Disse o rei Edmundo:
— Minha querida irmã e rainha: chegou o momento de mostrar a sua bravura. Devo dizer-lhe sem rodeios que corremos sério perigo.
— Diga, Edmundo.
— Simplesmente isto: não creio que será fácil para nós sair de Tashbaan. Enquanto o príncipe mantiver a esperança de desposá-la, seremos hóspedes de honra. Mas, pela juba do Leão, assim que receber a sua recusa, não passaremos de prisioneiros.
Um dos anões desabafou num assobio. E disse o corvo:
— Bem que avisei a Vossas Majestades: “Entrar é fácil; sair é que são elas!”

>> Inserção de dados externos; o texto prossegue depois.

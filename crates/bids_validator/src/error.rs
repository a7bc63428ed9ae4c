//! Error types for the validator

use std::io;
use std::path::PathBuf;
use thiserror::Error;

/// Validator error type.
///
/// Only structural failures surface here. Rule violations are issues, not errors.
#[derive(Error, Debug)]
pub enum ValidatorError {
    #[error("IO error: {0}")]
    Io(#[from] io::Error),

    #[error("JSON error: {0}")]
    Json(#[from] serde_json::Error),

    #[error("Config error: {0}")]
    Config(String),

    #[error("Dataset root not found: {}", .0.display())]
    RootNotFound(PathBuf),

    #[error("Dataset root is not a directory: {}", .0.display())]
    NotADirectory(PathBuf),

    #[error("Failed to read directory {}: {source}", path.display())]
    Traversal {
        path: PathBuf,
        #[source]
        source: io::Error,
    },

    #[error("Task error: {0}")]
    Task(String),
}

impl From<toml::de::Error> for ValidatorError {
    fn from(err: toml::de::Error) -> Self {
        ValidatorError::Config(err.to_string())
    }
}

impl From<tokio::task::JoinError> for ValidatorError {
    fn from(err: tokio::task::JoinError) -> Self {
        ValidatorError::Task(err.to_string())
    }
}

/// Result type alias
pub type Result<T> = std::result::Result<T, ValidatorError>;
//! Configuration for a validation run

use serde::{Deserialize, Serialize};
use std::path::Path;

/// Name of the dataset-supplied ignore pattern file.
pub const DEFAULT_IGNORE_FILE_NAME: &str = ".bidsignore";

/// Options recognized by the validator
#[derive(Debug, Clone, PartialEq, Eq, Serialize, Deserialize)]
pub struct ValidatorConfig {
    /// Drop warning-severity issues from the final report
    #[serde(default, alias = "ignoreWarnings")]
    pub ignore_warnings: bool,

    /// Skip the header consistency checker
    #[serde(default, alias = "ignoreNiftiHeaders")]
    pub ignore_nifti_headers: bool,

    /// Attach field/value evidence to issues
    #[serde(default)]
    pub verbose: bool,

    /// Resolve symlinks and descend into symlinked directories
    #[serde(
        default = "default_follow_symbolic_directories",
        alias = "followSymbolicDirectories"
    )]
    pub follow_symbolic_directories: bool,

    /// Upper bound on concurrent directory reads, file reads and per-acquisition checks
    #[serde(default = "default_max_concurrency", alias = "maxConcurrency")]
    pub max_concurrency: usize,

    /// Ignore pattern file read from the dataset root
    #[serde(default = "default_ignore_file_name", alias = "ignoreFileName")]
    pub ignore_file_name: String,
}

fn default_follow_symbolic_directories() -> bool {
    true
}

fn default_max_concurrency() -> usize {
    200
}

fn default_ignore_file_name() -> String {
    DEFAULT_IGNORE_FILE_NAME.to_string()
}

impl Default for ValidatorConfig {
    fn default() -> Self {
        Self {
            ignore_warnings: false,
            ignore_nifti_headers: false,
            verbose: false,
            follow_symbolic_directories: default_follow_symbolic_directories(),
            max_concurrency: default_max_concurrency(),
            ignore_file_name: default_ignore_file_name(),
        }
    }
}

impl ValidatorConfig {
    /// Load configuration from a TOML file
    pub fn load(path: &Path) -> crate::Result<Self> {
        let content = std::fs::read_to_string(path)?;
        Self::from_toml_str(&content)
    }

    pub fn from_toml_str(content: &str) -> crate::Result<Self> {
        let config: ValidatorConfig = toml::from_str(content)?;
        Ok(config)
    }

    /// Save configuration to a TOML file
    pub fn save(&self, path: &Path) -> crate::Result<()> {
        let content = toml::to_string_pretty(self)
            .map_err(|e| crate::ValidatorError::Config(e.to_string()))?;
        std::fs::write(path, content)?;
        Ok(())
    }

    /// Concurrency limit, never zero.
    pub fn concurrency(&self) -> usize {
        self.max_concurrency.max(1)
    }
}

#[cfg(test)]
mod tests {
    use super::*;

    #[test]
    fn test_default_config() {
        let config = ValidatorConfig::default();
        assert!(!config.ignore_warnings);
        assert!(!config.ignore_nifti_headers);
        assert!(config.follow_symbolic_directories);
        assert_eq!(config.max_concurrency, 200);
        assert_eq!(config.ignore_file_name, ".bidsignore");
    }

    #[test]
    fn test_config_accepts_option_record_names() {
        let config = ValidatorConfig::from_toml_str(
            r#"
ignoreWarnings = true
ignoreNiftiHeaders = true
verbose = true
max_concurrency = 0
"#,
        )
        .unwrap();
        assert!(config.ignore_warnings);
        assert!(config.ignore_nifti_headers);
        assert!(config.verbose);
        assert!(config.follow_symbolic_directories);
        assert_eq!(config.concurrency(), 1);
    }

    #[test]
    fn test_config_save_and_load() {
        let dir = tempfile::TempDir::new().unwrap();
        let path = dir.path().join("validator.toml");
        let config = ValidatorConfig {
            verbose: true,
            follow_symbolic_directories: false,
            ..ValidatorConfig::default()
        };
        config.save(&path).unwrap();
        let loaded = ValidatorConfig::load(&path).unwrap();
        assert_eq!(loaded, config);
    }

    #[test]
    fn test_config_rejects_bad_toml() {
        let err = ValidatorConfig::from_toml_str("verbose = \"sometimes\"").unwrap_err();
        assert!(matches!(err, crate::ValidatorError::Config(_)));
    }
}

— Estive com o príncipe hoje de manhã — prosseguiu Edmundo. — Não tem o hábito de ser contrariado. Anda muito agastado com a sua demora em responder e com suas palavras dúbias. Queria a todo custo saber a sua decisão. Disfarcei o que pude, ao mesmo tempo que buscava esfriar um pouco as suas esperanças, fazendo brincadeiras vulgares sobre os caprichos das mulheres, insinuando que a corte dele não era muito firme. Ficou enraivecido e perigoso. Cada palavra que pronunciava escondia ameaças, ainda que veladas em afetações corteses.
Tumnus completou:
— É isso mesmo. Quando ceei com o grão-vizir, na noite passada, foi a mesma coisa. Quis saber o que eu achava de Tashbaan. Como não podia dizer-lhe que detesto até as pedras da cidade, falei que agora, quando o verão começa a pegar fogo, estava sentindo saudade dos bosques frescos de Nárnia. Foi sorrindo de cara feia que ele me disse: “Nada há que o impeça de dançar outra vez no seu bosque, seu pezinho de bode, desde que vocês nos deixem em troca uma noiva para o príncipe.”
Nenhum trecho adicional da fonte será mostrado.